En el paraíso no hay dolor, pero tampoco perdón en esta tierra. El mundo desencantado y agrio que describe Saca es representación extrema de la pérdida de ilusiones, revelación muy desnuda, nada metafórica, de la crisis total en medio del optimismo ramplón que caracterizó a toda una época, esa época triunfalista del ``ya la hicimos'' en la que precisamente una cinta como ésta no podía tener cabida. La época de amables imágenes de exportación (Como agua para chocolate o Danzón), o de tristes intentos por aprovechar el sida como resorte humorístico (Sólo con tu pareja).
En 1994, En el paraíso no existe el dolor tuvo en contra suya su escaso atractivo comercial y su postura anticomplaciente al abordar el tema del sida sin frivolidad y sin miradas de conmiseración; al mostrar homosexuales alejados del estereotipo tranquilizador (y divertido) del afeminamiento; y al señalar una sordidez real que sorpresivamente no podía ya ser producto predilecto de exportación ni tema de telenovela.
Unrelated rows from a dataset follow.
//! Main iced application for the lap-time viewer
//!
//! This is the entry point for the GUI. It manages:
//! - The chart session (dataset, options, view state)
//! - The render loop and its frame subscription
//! - Layout of the chart and the side panel

use std::path::PathBuf;
use std::time::Instant;

use iced::widget::{container, row};
use iced::{window, Element, Fill, Subscription, Task, Theme};

use lapview_core::geometry;
use lapview_core::interaction::PointerInput;
use lapview_core::loader::load_dataset;
use lapview_core::render::{DrawList, FrameScheduler, RenderLoop};
use lapview_core::style::StyleConfig;
use lapview_core::{ChartSession, EventDataset};
use lapview_widgets::{boxplot_chart, ChartGeometry};

use super::options_panel::{self, OptionToggle, PANEL_WIDTH};
use crate::config::{self, ViewerConfig};

/// Pending frame request, consumed by the `window::frames` subscription
#[derive(Debug, Clone, Copy, Default)]
pub struct FrameRequest {
    pending: bool,
}

impl FrameRequest {
    pub fn is_pending(&self) -> bool {
        self.pending
    }
}

impl FrameScheduler for FrameRequest {
    fn schedule_next(&mut self) {
        self.pending = true;
    }
}

/// Application state
pub struct LapviewApp {
    session: ChartSession,
    /// Last frame recorded by the render loop, replayed by the canvas
    draw_list: DrawList,
    render_loop: RenderLoop,
    frames: FrameRequest,
    config: ViewerConfig,
    config_path: PathBuf,
    /// Status line shown at the bottom of the side panel
    status: String,
}

/// Messages that can be sent to the application
#[derive(Debug, Clone)]
pub enum Message {
    /// Frame clock tick
    Frame(Instant),
    /// Pointer input over the chart, plot-area coordinates
    Pointer(PointerInput),
    /// Chart widget resized, new plot-area size
    PlotResized(geometry::Size),
    /// Background dataset load finished
    DatasetLoaded(PathBuf, Result<EventDataset, String>),
    /// Diagram option switched
    SetOption(OptionToggle, bool),
    /// Background config save finished
    ConfigSaved(Result<(), String>),
}

impl LapviewApp {
    /// Create the application without loading anything
    pub fn new(config: ViewerConfig, style: StyleConfig, config_path: PathBuf) -> Self {
        let layout = &style.layout;
        let viewport = geometry::Size::new(
            (config.window.width - PANEL_WIDTH - layout.gutter_width).max(0.0),
            (config.window.height - layout.footer_height).max(0.0),
        );
        let mut session = ChartSession::new(style, viewport);
        session.set_options(config.options);
        session.set_user(config.user_id);

        let mut frames = FrameRequest::default();
        // First frame is always painted
        frames.schedule_next();

        Self {
            session,
            draw_list: DrawList::new(),
            render_loop: RenderLoop::new(config.render_mode),
            frames,
            config,
            config_path,
            status: String::from("No dataset loaded"),
        }
    }

    /// Boot: create the app and start loading the configured dataset
    pub fn boot(config: ViewerConfig, style: StyleConfig, config_path: PathBuf) -> (Self, Task<Message>) {
        let dataset_path = config.dataset_path.clone();
        let mut app = Self::new(config, style, config_path);
        let task = match dataset_path {
            Some(path) => {
                app.status = format!("Loading {}", path.display());
                load_task(path)
            }
            None => {
                log::info!("boot: No dataset given, starting empty");
                Task::none()
            }
        };
        (app, task)
    }

    /// Update state based on message
    pub fn update(&mut self, message: Message) -> Task<Message> {
        let task = match message {
            Message::Frame(_) => {
                self.frames.pending = false;
                self.render_loop
                    .run_frame(&mut self.session, &mut self.draw_list, &mut self.frames);
                return Task::none();
            }

            Message::Pointer(input) => {
                self.session.handle_pointer(input);
                Task::none()
            }

            Message::PlotResized(size) => {
                self.session.resize(size);
                Task::none()
            }

            Message::DatasetLoaded(path, result) => {
                match result {
                    Ok(dataset) => {
                        self.status = format!(
                            "{}: {} drivers",
                            path.display(),
                            dataset.drivers.len()
                        );
                        let user_missing = self
                            .session
                            .user_id()
                            .is_some_and(|id| dataset.driver(id).is_none());
                        if user_missing {
                            self.status.push_str(" (you are not in this event)");
                        }
                        self.session.set_dataset(dataset);
                    }
                    Err(e) => {
                        log::warn!("DatasetLoaded: {}", e);
                        self.status = format!("Failed to load {}: {}", path.display(), e);
                    }
                }
                Task::none()
            }

            Message::SetOption(toggle, value) => {
                let options = toggle.apply(*self.session.options(), value);
                self.session.set_options(options);
                self.config.options = options;

                let config = self.config.clone();
                let path = self.config_path.clone();
                Task::perform(
                    async move { config::save_config(&config, &path).map_err(|e| format!("{:#}", e)) },
                    Message::ConfigSaved,
                )
            }

            Message::ConfigSaved(result) => {
                if let Err(e) = result {
                    log::warn!("ConfigSaved: {}", e);
                    self.status = format!("Settings save failed: {}", e);
                }
                Task::none()
            }
        };

        self.render_loop.wake(&self.session, &mut self.frames);
        task
    }

    /// Frame clock, only while a frame is requested
    pub fn subscription(&self) -> Subscription<Message> {
        if self.frames.is_pending() {
            window::frames().map(Message::Frame)
        } else {
            Subscription::none()
        }
    }

    /// Build the view
    pub fn view(&self) -> Element<'_, Message> {
        let layout = &self.session.style().layout;
        let chart = boxplot_chart(
            &self.draw_list,
            ChartGeometry {
                gutter_width: layout.gutter_width,
                footer_height: layout.footer_height,
            },
            Message::Pointer,
            Message::PlotResized,
        );

        let panel = options_panel::view(self.session.options(), self.session.highlight(), &self.status);

        container(row![chart, panel].spacing(10))
            .padding(10)
            .width(Fill)
            .height(Fill)
            .into()
    }

    pub fn theme(&self) -> Theme {
        Theme::Dark
    }

    pub fn frames(&self) -> FrameRequest {
        self.frames
    }

    pub fn session(&self) -> &ChartSession {
        &self.session
    }

    pub fn draw_list(&self) -> &DrawList {
        &self.draw_list
    }
}

fn load_task(path: PathBuf) -> Task<Message> {
    Task::perform(
        async move {
            let result = load_dataset(&path).map_err(|e| e.to_string());
            (path, result)
        },
        |(path, result)| Message::DatasetLoaded(path, result),
    )
}

#[cfg(test)]
mod tests {
    use super::*;
    use lapview_core::render::RenderMode;

    fn app(mode: RenderMode) -> LapviewApp {
        let dir = std::env::temp_dir().join("lapview-viewer-tests");
        let config = ViewerConfig {
            render_mode: mode,
            ..ViewerConfig::default()
        };
        LapviewApp::new(config, StyleConfig::default(), dir.join("config.yaml"))
    }

    #[test]
    fn test_first_frame_is_requested() {
        let app = app(RenderMode::OnDirty);
        assert!(app.frames().is_pending());
        assert!(app.draw_list().is_empty());
    }

    #[test]
    fn test_on_dirty_frame_consumes_request() {
        let mut app = app(RenderMode::OnDirty);
        let _ = app.update(Message::Frame(Instant::now()));
        assert!(!app.frames().is_pending());
        assert_eq!(app.draw_list().generation(), 1);

        // Idle tick while clean: nothing painted, nothing requested
        let _ = app.update(Message::Frame(Instant::now()));
        assert_eq!(app.draw_list().generation(), 1);

        // Input that changes the session arms the next frame
        let _ = app.update(Message::PlotResized(geometry::Size::new(640.0, 480.0)));
        assert!(app.frames().is_pending());
        let _ = app.update(Message::Frame(Instant::now()));
        assert_eq!(app.draw_list().generation(), 2);
        assert!(!app.frames().is_pending());
    }

    #[test]
    fn test_continuous_keeps_requesting() {
        let mut app = app(RenderMode::Continuous);
        for _ in 0..3 {
            let _ = app.update(Message::Frame(Instant::now()));
            assert!(app.frames().is_pending());
        }
        assert_eq!(app.draw_list().generation(), 3);
    }

    #[test]
    fn test_failed_load_keeps_session() {
        let mut app = app(RenderMode::OnDirty);
        let _ = app.update(Message::DatasetLoaded(
            PathBuf::from("missing.json"),
            Err("No such file".to_string()),
        ));
        assert!(app.session().dataset().drivers.is_empty());
    }
}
Cuatro años después la incomprensión sigue siendo la misma.
Hay por supuesto deficiencias formales en la película de Saca, actuaciones que distan mucho de ser convincentes, y un lamentable tono lastimero en la voz que Fernando Soler Palavicini presta a Juan, el enfermo de sida. Sin embargo, es sorprendente la originalidad en la propuesta plástica, en los movimientos de cámara y las composiciones cromáticas que capturan con acierto las atmósferas de los antros, sin glamour, sin regodeo en la inmundicia, con una frialdad en la que el placer es anticipación del duelo, y el antro una variante de la morgue. Marcos tijereteándose camisa y camiseta, cortándose con rabia los cabellos por la muerte de su primo; Marcos y Manuel aceptando al fin la muerte del ser querido sin sucumbir a la degradación, en un último ritual de reconciliación fraternal, son imágenes que a cuatro años de haber sido propuestas merecerían hoy una consideración igualmente generosa.